Norcross served in the Army Air Corps in supply. His part in Operation Crossroads began at Roswell in New Mexico where the drone training was taking place. From there he was flown to Eniwetok. The post-WWII nuclear tests in the summer of 1946 blasted a group of ships around Bikini Atoll, located in the Pacific Ocean in the Marshall Islands. The second one was set off underwater. His crew was evacuated for the first bomb test, but they remained on Eniwetok, 190 miles downwind, for the second one.

The atomic bomb that was detonated underwater “really raised Cain. The men on the command ship 10 miles out of range had coral rained on them. Some of the guys had the coral for souvenirs, but they got rid of it after the old Geiger counters were popping.”

Nine days after the last explosion, Norcross was aboard the USS Appling, which sailed into the toxic Bikini harbor waters, surrounded by thousands of tons of floating nuclear debris. His crew spent the day sightseeing the bombed out area and taking on passengers while the ship circulated the toxic water all day for the return trip to San Francisco.

In his journal, he wrote: “Thursday 8 Aug, 1946 Entered Bikini Lagoon early this morning to pick up passengers. Had a close look at most of the atomic bomb victims — ships. Left lagoon at dusk." The USS Appling sailed to San Francisco, and although it was only several years old, it was scrapped shortly after its return to the U.S.

norcross
Winston Norcross' military I.D. Photo provided.

Norcross said the government claimed it had no official record of his involvement. Then several years ago his son Jim located a military booklet on eBay — a souvenir booklet that had been made for the drone squadron. His father’s name was in it.

Once presented to the Veteran’s Administration, it was proof that his father was one of thousands of service men exposed to the radioactive waste. He was given 100 percent disability, explained Jim Norcross, who went with his father on the Honor Flight to Washington, D.C.

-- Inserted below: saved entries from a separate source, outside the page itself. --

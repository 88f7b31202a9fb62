//! Storage abstraction and backends.
//!
//! The index builder and readers never touch the filesystem directly; they go
//! through the [`Storage`] trait so the same engine runs against real files
//! ([`FileStorage`]), anonymous memory ([`MemoryStorage`]) for tests, or
//! memory-mapped inputs for read-heavy workloads.
//!
//! The durability contract lives here: a segment or manifest is written to a
//! temporary name, synced, and then renamed into place. Readers can only ever
//! observe fully published files.

use std::io::{Read, Seek, Write};

use crate::error::Result;

pub mod file;
pub mod memory;
pub mod mmap;
pub mod structured;

pub use file::FileStorage;
pub use memory::MemoryStorage;
pub use mmap::MmapInput;
pub use structured::{StructReader, StructWriter};

/// A trait for storage backends that can store and retrieve data.
pub trait Storage: Send + Sync + std::fmt::Debug {
    /// Open a file for reading.
    fn open_input(&self, name: &str) -> Result<Box<dyn StorageInput>>;

    /// Create a file for writing, truncating any existing file.
    fn create_output(&self, name: &str) -> Result<Box<dyn StorageOutput>>;

    /// Create a temporary file for writing, returning its name.
    ///
    /// Temporary files become durable only through [`Storage::rename_file`].
    fn create_temp_output(&self, prefix: &str) -> Result<(String, Box<dyn StorageOutput>)>;

    /// Check if a file exists.
    fn file_exists(&self, name: &str) -> bool;

    /// Delete a file.
    fn delete_file(&self, name: &str) -> Result<()>;

    /// List all files in the storage.
    fn list_files(&self) -> Result<Vec<String>>;

    /// Get the size of a file in bytes.
    fn file_size(&self, name: &str) -> Result<u64>;

    /// Atomically rename a file, replacing any existing target.
    fn rename_file(&self, old_name: &str, new_name: &str) -> Result<()>;

    /// Sync all pending writes to durable storage.
    fn sync(&self) -> Result<()>;
}

/// A trait for reading data from storage.
pub trait StorageInput: Read + Seek + Send + std::fmt::Debug {
    /// Get the size of the input stream.
    fn size(&self) -> Result<u64>;

    /// Clone this input stream with an independent cursor.
    fn clone_input(&self) -> Result<Box<dyn StorageInput>>;
}

/// A trait for writing data to storage.
pub trait StorageOutput: Write + Seek + Send + std::fmt::Debug {
    /// Flush and sync the output to storage.
    fn flush_and_sync(&mut self) -> Result<()>;

    /// Get the current position in the output stream.
    fn position(&mut self) -> Result<u64>;
}

impl StorageInput for Box<dyn StorageInput> {
    fn size(&self) -> Result<u64> {
        self.as_ref().size()
    }

    fn clone_input(&self) -> Result<Box<dyn StorageInput>> {
        self.as_ref().clone_input()
    }
}

impl StorageOutput for Box<dyn StorageOutput> {
    fn flush_and_sync(&mut self) -> Result<()> {
        self.as_mut().flush_and_sync()
    }

    fn position(&mut self) -> Result<u64> {
        self.as_mut().position()
    }
}

/// Configuration for storage backends.
#[derive(Debug, Clone)]
pub struct StorageConfig {
    /// Whether to memory-map files opened for reading (if supported).
    pub use_mmap: bool,

    /// Buffer size for I/O operations.
    pub buffer_size: usize,

    /// Retry budget for transient I/O errors during publish operations.
    pub io_retries: usize,
}

impl Default for StorageConfig {
    fn default() -> Self {
        StorageConfig {
            use_mmap: false,
            buffer_size: 65536, // 64KB buffer
            io_retries: 3,
        }
    }
}

/// Run an I/O closure, retrying transient failures up to `attempts` times.
///
/// Only errors classified as transient by
/// [`NaginataError::is_transient`] are retried; everything else surfaces
/// immediately. Retries are bounded, never silent loops.
pub fn with_io_retries<T, F>(attempts: usize, mut op: F) -> Result<T>
where
    F: FnMut() -> Result<T>,
{
    let mut remaining = attempts;
    loop {
        match op() {
            Ok(value) => return Ok(value),
            Err(e) if e.is_transient() && remaining > 0 => {
                remaining -= 1;
            }
            Err(e) => return Err(e),
        }
    }
}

Following his time in the service, the elder Norcross was a member of the North Adirondack Teachers Association and worked as a physical education teacher, a BOCES driver education teacher and a guidance counselor. If you said he was from the North Country, you’d be correct — but he is north enough in Clinton County to be distinctly in the shadow of Canada.

When Norcross was in D.C. this past summer, he found the names of some of his former students etched on the black granite of the Vietnam Veterans Memorial Wall.

He recalled Tommy Eldridge from Rouse’s Point, who served as a flyer in the war. His plane was shot down.

His name is on the Wall.

“It was a little comforting — at least their names are up there in perpetuity,” he said.

Honor Flights bring many veterans recognition they may have never received.The honorees receive a police escort to the airport, where each trip begins with a ceremony recognizing each veteran with recognition of their service. Locals come out to cheer, flags are raised and music is played. And then the veterans, each with a family member or friend, board the plane to the nation’s capitol. Once they arrive in D.C., they travel by bus to Arlington Cemetery and the war monuments; they have police escorts for each leg of the journey.

“One guy had been through hell. He was sort of bitter,” Norcross said. “When he finally saw some of the monuments, it was wonderful for him. It helped him let go.

“I’m no hero, but some of those guys were,” he said.

NYSUT salutes all of its many members who served in the military, and those who continue to serve.